Biography: Hiroshi Maeda

Abstract

The HPMA-polymer-conjugated-THP [P-THP] showed sustain drug (pirarubicin) release only at tumor tissue, but no significant delivery to normal tissues was seen. The drug uptake studied by human pancreatic cancer cells showed that THP is taken-up more than 30-40 fold than another anthracyclines, eg. doxorubicin. The conjugate contains about 10% THP/polymer (w/w), and exhibits about 40 kDa. In vivo evaluation of antitumor activity in experimental tumors reveald excellent delivery to primary and metastatic tumors, and remarkable antitumor activity was found below toxicity level. P-THP is tolerated more than 7-10 time of free THP equivalent in mice.  We concludes superiority of P-THP is attributed to three points in regard to tumor selectivity: EPR-effect, tumor pH for drug-release and drug-uptake by transporter.
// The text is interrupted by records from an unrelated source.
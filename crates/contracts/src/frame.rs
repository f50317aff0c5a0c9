//! MocapFrame - FrameSource output
//!
//! One timestamped snapshot of everything the tracker currently sees.

use serde::{Deserialize, Serialize};

/// Motion-capture frame
///
/// Produced once per tracking cycle, consumed synchronously by the
/// dispatcher and dropped afterwards.
#[derive(Debug, Clone, PartialEq, Serialize, Deserialize)]
pub struct MocapFrame {
    /// Tracker timestamp (seconds, monotonic per source)
    pub timestamp: f64,

    /// Optional tracker frame counter (diagnostics only)
    #[serde(default)]
    pub frame_number: Option<u64>,

    /// Tracked rigid bodies; the index is the entity identity
    #[serde(default)]
    pub rigid_bodies: Vec<RigidBody>,

    /// Labelled markers, standalone and model-owned
    #[serde(default)]
    pub labelled_markers: Vec<LabelledMarker>,
}

impl MocapFrame {
    /// Create an empty frame at the given timestamp
    pub fn new(timestamp: f64) -> Self {
        Self {
            timestamp,
            frame_number: None,
            rigid_bodies: Vec::new(),
            labelled_markers: Vec::new(),
        }
    }

    pub fn with_rigid_bodies(mut self, rigid_bodies: Vec<RigidBody>) -> Self {
        self.rigid_bodies = rigid_bodies;
        self
    }

    pub fn with_markers(mut self, markers: Vec<LabelledMarker>) -> Self {
        self.labelled_markers = markers;
        self
    }

    /// Iterate markers that are not attached to a tracked model
    pub fn standalone_markers(&self) -> impl Iterator<Item = &LabelledMarker> {
        self.labelled_markers.iter().filter(|m| m.is_standalone())
    }
}

/// Tracked rigid body (6-DoF pose)
#[derive(Debug, Clone, Copy, PartialEq, Serialize, Deserialize)]
pub struct RigidBody {
    /// Position (tracker units, y-up)
    pub position: Vector3,

    /// Orientation (unit quaternion)
    pub orientation: Quaternion,
}

/// Individually identified marker
#[derive(Debug, Clone, Copy, PartialEq, Serialize, Deserialize)]
pub struct LabelledMarker {
    /// Marker ID, stable across frames for standalone markers
    pub marker_id: i32,

    /// Owning model ID, `0` when standalone
    pub model_id: i32,

    /// Position
    pub position: Vector3,

    /// Estimated marker size
    pub size: f64,
}

impl LabelledMarker {
    /// Model ID sentinel for markers not attached to any tracked model
    pub const NO_MODEL: i32 = 0;

    #[inline]
    pub fn is_standalone(&self) -> bool {
        self.model_id == Self::NO_MODEL
    }
}

/// 3D vector
#[derive(Debug, Clone, Copy, Default, PartialEq, Serialize, Deserialize)]
pub struct Vector3 {
    pub x: f64,
    pub y: f64,
    pub z: f64,
}

impl Vector3 {
    #[inline]
    pub const fn new(x: f64, y: f64, z: f64) -> Self {
        Self { x, y, z }
    }

    /// Same value on every axis
    #[inline]
    pub const fn splat(v: f64) -> Self {
        Self::new(v, v, v)
    }
}

/// Quaternion (x, y, z, w)
#[derive(Debug, Clone, Copy, PartialEq, Serialize, Deserialize)]
pub struct Quaternion {
    pub x: f64,
    pub y: f64,
    pub z: f64,
    pub w: f64,
}

impl Quaternion {
    pub const IDENTITY: Self = Self::new(0.0, 0.0, 0.0, 1.0);

    #[inline]
    pub const fn new(x: f64, y: f64, z: f64, w: f64) -> Self {
        Self { x, y, z, w }
    }
}

impl Default for Quaternion {
    fn default() -> Self {
        Self::IDENTITY
    }
}
//! # Frame Source
//!
//! 动作捕捉帧源。
//!
//! 提供：
//! - `FakeFrameSource`：无需追踪服务器，投递一帧固定数据
//! - `UdpFrameSource`：从中继接收已编码的 `MocapFrame` 数据报
//! - `connect()`：按地址选择实现

mod fake;
mod udp;

use std::time::Duration;

use contracts::{ContractError, FrameSource, WireFormat};
use tracing::info;

pub use fake::{canned_frame, FakeFrameSource};
pub use udp::{UdpFrameSource, SUBSCRIBE_DATAGRAM};

/// Address that selects the fake source
pub const FAKE_ADDRESS: &str = "fake";

/// Port used when the address has none
pub const DEFAULT_PORT: u16 = 1511;

/// Options for `connect`
#[derive(Debug, Clone)]
pub struct SourceOptions {
    /// Datagram payload format
    pub format: WireFormat,
    /// Port appended to addresses without one
    pub default_port: u16,
    /// How often the receive loop checks its stop flag
    pub read_timeout: Duration,
    /// Receive buffer size
    pub max_datagram_size: usize,
}

impl Default for SourceOptions {
    fn default() -> Self {
        Self {
            format: WireFormat::Json,
            default_port: DEFAULT_PORT,
            read_timeout: Duration::from_millis(100),
            max_datagram_size: 65536,
        }
    }
}

/// Connect to a frame source
///
/// `"fake"` yields a single canned frame; anything else is treated as a
/// `host[:port]` address of a frame relay.
///
/// # Errors
/// `ContractError::Connection` if the address cannot be resolved, bound or
/// reached
pub fn connect(
    address: &str,
    options: &SourceOptions,
) -> Result<Box<dyn FrameSource>, ContractError> {
    if address == FAKE_ADDRESS {
        info!("Using fake frame source");
        return Ok(Box::new(FakeFrameSource::single_frame()));
    }

    let source = UdpFrameSource::connect(address, options)?;
    info!(server = %source.server(), format = %options.format, "Connected to frame relay");
    Ok(Box::new(source))
}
Having these data in hand we applied P-THP to various human cancer patients, mostly from hospice with stage IV cancers, or inoperable and / or refused conventional chemotherapy, and asked present tratment.  The dose of P-THP ranged 50 to 100 mg iv once, free-THP-equivalent per week to 4 wks. Patients received multiple iv infusions. Patch-tape of isosorbide-dinitrate for NO release or ACE-inhibitor (such as verapamil) was used to overcome tumor embolism.  After iv-infusion prostate cancer became normal with PSA value in 3/4 pts in 4 wks, and 1 pt showed stabilization.  Ovarian cancer pt (2/2) showed great improvement in CA19-9 and CA125 after 2-3 iv-infusion. Metastatic cancer in the bone, lung and lymph nodes were cleared. No toxicity was revealed in blood-counts, liver, kidney and neuronal-functions; no apatite-loss, no hair-loss were seen.